BEGIN INFORMATION GIVEN
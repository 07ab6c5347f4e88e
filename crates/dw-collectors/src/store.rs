/*
 *
 *
 *
 *
 * MIT License
 * Copyright (c) 2025. Dwight J. Browne
 * dwight[-at-]dwightjbrowne[-dot-]com
 *
 *
 * Permission is hereby granted, free of charge, to any person obtaining a copy
 * of this software and associated documentation files (the "Software"), to deal
 * in the Software without restriction, including without limitation the rights
 * to use, copy, modify, merge, publish, distribute, sublicense, and/or sell
 * copies of the Software, and to permit persons to whom the Software is
 * furnished to do so, subject to the following conditions:
 *
 * The above copyright notice and this permission notice shall be included in all
 * copies or substantial portions of the Software.
 *
 * THE SOFTWARE IS PROVIDED "AS IS", WITHOUT WARRANTY OF ANY KIND, EXPRESS OR
 * IMPLIED, INCLUDING BUT NOT LIMITED TO THE WARRANTIES OF MERCHANTABILITY,
 * FITNESS FOR A PARTICULAR PURPOSE AND NONINFRINGEMENT. IN NO EVENT SHALL THE
 * AUTHORS OR COPYRIGHT HOLDERS BE LIABLE FOR ANY CLAIM, DAMAGES OR OTHER
 * LIABILITY, WHETHER IN AN ACTION OF CONTRACT, TORT OR OTHERWISE, ARISING FROM,
 * OUT OF OR IN CONNECTION WITH THE SOFTWARE OR THE USE OR OTHER DEALINGS IN THE
 * SOFTWARE.
 */

//! Persistence of the last good snapshot.

use crate::error::{CollectorError, CollectorResult};
use async_trait::async_trait;
use dw_models::Snapshot;
use std::io::{ErrorKind, Write};
use std::path::{Path, PathBuf};
use tempfile::NamedTempFile;
use tokio::sync::RwLock;
use tracing::{debug, info};

/// Storage for the last good snapshot.
///
/// This trait keeps the orchestrator independent of where snapshots live.
#[async_trait]
pub trait SnapshotStore: Send + Sync {
  /// The last saved snapshot, or `None` if nothing has been saved yet.
  async fn load(&self) -> CollectorResult<Option<Snapshot>>;

  /// Replace the stored snapshot.
  async fn save(&self, snapshot: &Snapshot) -> CollectorResult<()>;
}

/// Snapshot kept as one pretty-printed JSON file.
///
/// Each write goes to its own uniquely named temp file in the target's
/// directory, which is then renamed over the target. Readers see either the
/// old or the new file, and concurrent writers, even from separate processes,
/// never share a temp file.
#[derive(Debug)]
pub struct JsonFileStore {
  path: PathBuf,
}

impl JsonFileStore {
  pub fn new(path: impl Into<PathBuf>) -> Self {
    Self { path: path.into() }
  }

  pub fn path(&self) -> &Path {
    &self.path
  }

  fn dir(&self) -> &Path {
    match self.path.parent() {
      Some(dir) if !dir.as_os_str().is_empty() => dir,
      _ => Path::new("."),
    }
  }
}

fn write_atomically(dir: &Path, path: &Path, text: &str) -> std::io::Result<()> {
  let mut temp = NamedTempFile::new_in(dir)?;
  temp.write_all(text.as_bytes())?;
  temp.as_file().sync_all()?;
  temp.persist(path).map_err(|e| e.error)?;
  Ok(())
}

#[async_trait]
impl SnapshotStore for JsonFileStore {
  async fn load(&self) -> CollectorResult<Option<Snapshot>> {
    let text = match tokio::fs::read_to_string(&self.path).await {
      Ok(text) => text,
      Err(e) if e.kind() == ErrorKind::NotFound => {
        debug!("No snapshot at {}", self.path.display());
        return Ok(None);
      }
      Err(e) => {
        return Err(CollectorError::Store(format!("Failed to read {}: {}", self.path.display(), e)));
      }
    };

    let snapshot = serde_json::from_str(&text)?;
    Ok(Some(snapshot))
  }

  async fn save(&self, snapshot: &Snapshot) -> CollectorResult<()> {
    let text = serde_json::to_string_pretty(snapshot)?;
    let store_err =
      |e: std::io::Error| CollectorError::Store(format!("Failed to write {}: {}", self.path.display(), e));

    let dir = self.dir().to_path_buf();
    tokio::fs::create_dir_all(&dir).await.map_err(store_err)?;

    let path = self.path.clone();
    tokio::task::spawn_blocking(move || write_atomically(&dir, &path, &text))
      .await
      .map_err(|e| CollectorError::Store(format!("Snapshot write task failed: {}", e)))?
      .map_err(store_err)?;

    info!("Saved {} tokens to {}", snapshot.tokens.len(), self.path.display());
    Ok(())
  }
}

/// In-process store, for embedding and tests.
#[derive(Debug, Default)]
pub struct MemoryStore {
  snapshot: RwLock<Option<Snapshot>>,
}

impl MemoryStore {
  pub fn new() -> Self {
    Self::default()
  }

  pub fn with_snapshot(snapshot: Snapshot) -> Self {
    Self { snapshot: RwLock::new(Some(snapshot)) }
  }
}

#[async_trait]
impl SnapshotStore for MemoryStore {
  async fn load(&self) -> CollectorResult<Option<Snapshot>> {
    Ok(self.snapshot.read().await.clone())
  }

  async fn save(&self, snapshot: &Snapshot) -> CollectorResult<()> {
    *self.snapshot.write().await = Some(snapshot.clone());
    Ok(())
  }
}
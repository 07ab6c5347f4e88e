//! HTTP transport for signed exchange requests

use crate::signing::{encode_query, SignInput, SignedRequest, Signer};
use dw_core::{Config, Error, ExchangeId, HttpMethod, Result};
use reqwest::header::{HeaderMap, HeaderName, HeaderValue};
use reqwest::Client;
use std::collections::{BTreeMap, HashMap};
use std::time::Duration;
use tracing::{debug, instrument, warn};

/// Status and body of an exchange reply, before any interpretation.
#[derive(Debug, Clone, PartialEq, Eq)]
pub struct RawResponse {
    pub status: u16,
    pub body: String,
}

impl RawResponse {
    pub fn is_success(&self) -> bool {
        (200..300).contains(&self.status)
    }
}

/// Shared client issuing signed requests to every supported exchange
pub struct ExchangeClient {
    client: Client,
    signer: Signer,
    base_urls: HashMap<ExchangeId, String>,
    timeout: Duration,
}

impl ExchangeClient {
    /// Create a client from process configuration
    pub fn new(config: &Config) -> Result<Self> {
        let timeout = Duration::from_millis(config.timeout_ms);
        let client = Client::builder()
            .timeout(timeout)
            .user_agent("dw-client/0.1.0")
            .build()
            .map_err(|e| Error::Http(format!("Failed to create HTTP client: {}", e)))?;

        let base_urls = ExchangeId::ALL
            .iter()
            .map(|id| (*id, config.base_url(*id).to_string()))
            .collect();

        Ok(Self {
            client,
            signer: Signer::new(config.credentials.clone()),
            base_urls,
            timeout,
        })
    }

    /// Sign and send a request, returning the reply whatever its status.
    ///
    /// Only transport failures are errors: a timeout becomes
    /// [`Error::Timeout`], anything else (DNS, refused connection, unreadable
    /// body) becomes [`Error::Http`].
    #[instrument(skip(self, exchange, params), fields(exchange = %exchange))]
    pub async fn send(
        &self,
        exchange: ExchangeId,
        method: HttpMethod,
        path: &str,
        params: &BTreeMap<String, String>,
    ) -> Result<RawResponse> {
        let signed = self.signer.sign(exchange, &SignInput { method, path, params })?;
        let url = self.build_url(exchange, path, &signed);
        debug!("{} {}", method, url);

        let mut request = match method {
            HttpMethod::Get => self.client.get(&url),
            HttpMethod::Post => self.client.post(&url),
        };
        request = request.headers(to_header_map(&signed.headers)?);
        if let Some(body) = signed.body {
            request = request.body(body);
        }

        let response = request.send().await.map_err(|e| self.transport_error(exchange, e))?;
        let status = response.status().as_u16();
        let body = response.text().await.map_err(|e| self.transport_error(exchange, e))?;

        if !(200..300).contains(&status) {
            warn!("{} responded with status {}", exchange, status);
        }
        debug!("Response body length: {} bytes", body.len());

        Ok(RawResponse { status, body })
    }

    /// GET the exchange's currency/network listing.
    pub async fn fetch_currencies(&self, exchange: ExchangeId) -> Result<RawResponse> {
        self.send(exchange, HttpMethod::Get, exchange.currencies_path(), &BTreeMap::new()).await
    }

    fn build_url(&self, exchange: ExchangeId, path: &str, signed: &SignedRequest) -> String {
        let base = self.base_url(exchange);
        let in_query = signed.body.is_none() && !signed.params.is_empty();
        if in_query {
            let query = encode_query(signed.params.iter().map(|(k, v)| (k.as_str(), v.as_str())));
            format!("{}{}?{}", base, path, query)
        } else {
            format!("{}{}", base, path)
        }
    }

    fn transport_error(&self, exchange: ExchangeId, e: reqwest::Error) -> Error {
        if e.is_timeout() {
            Error::Timeout(format!("{} after {}ms", exchange, self.timeout.as_millis()))
        } else {
            Error::Http(format!("{} request failed: {}", exchange, e))
        }
    }

    /// REST host an exchange's requests go to
    pub fn base_url(&self, exchange: ExchangeId) -> &str {
        self.base_urls
            .get(&exchange)
            .map(String::as_str)
            .unwrap_or_else(|| exchange.default_base_url())
    }

    /// Get request timeout duration
    pub fn timeout(&self) -> Duration {
        self.timeout
    }
}

fn to_header_map(headers: &BTreeMap<String, String>) -> Result<HeaderMap> {
    let mut map = HeaderMap::with_capacity(headers.len());
    for (name, value) in headers {
        let name = HeaderName::from_bytes(name.as_bytes())
            .map_err(|e| Error::Http(format!("Invalid header name {}: {}", name, e)))?;
        let value = HeaderValue::from_str(value)
            .map_err(|e| Error::Http(format!("Invalid header value for {}: {}", name, e)))?;
        map.insert(name, value);
    }
    Ok(map)
}
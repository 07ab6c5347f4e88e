//! Lenient deserializers for exchange payloads.
//!
//! Exchanges disagree on whether amounts are JSON strings or numbers, and
//! frequently send `null` for fields they do not populate.

use serde::{Deserialize, Deserializer};
use serde_json::Value;

/// Numeric-as-text field: strings pass through, numbers are rendered, anything
/// else (null, missing, objects) becomes an empty string.
///
/// Use together with `#[serde(default)]` so absent keys are accepted.
pub fn text<'de, D>(deserializer: D) -> Result<String, D::Error>
where
  D: Deserializer<'de>,
{
  let value = Option::<Value>::deserialize(deserializer)?;
  Ok(match value {
    Some(Value::String(s)) => s,
    Some(Value::Number(n)) => n.to_string(),
    _ => String::new(),
  })
}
END INFORMATION GIVEN
» **THE PROBLEM**
Wherever the string "fields" occurs in the records above, copy that line.

» **SOLUTION FOR THIS EXERCISE**
    #[instrument(skip(self, exchange, params), fields(exchange = %exchange))]
//! frequently send `null` for fields they do not populate.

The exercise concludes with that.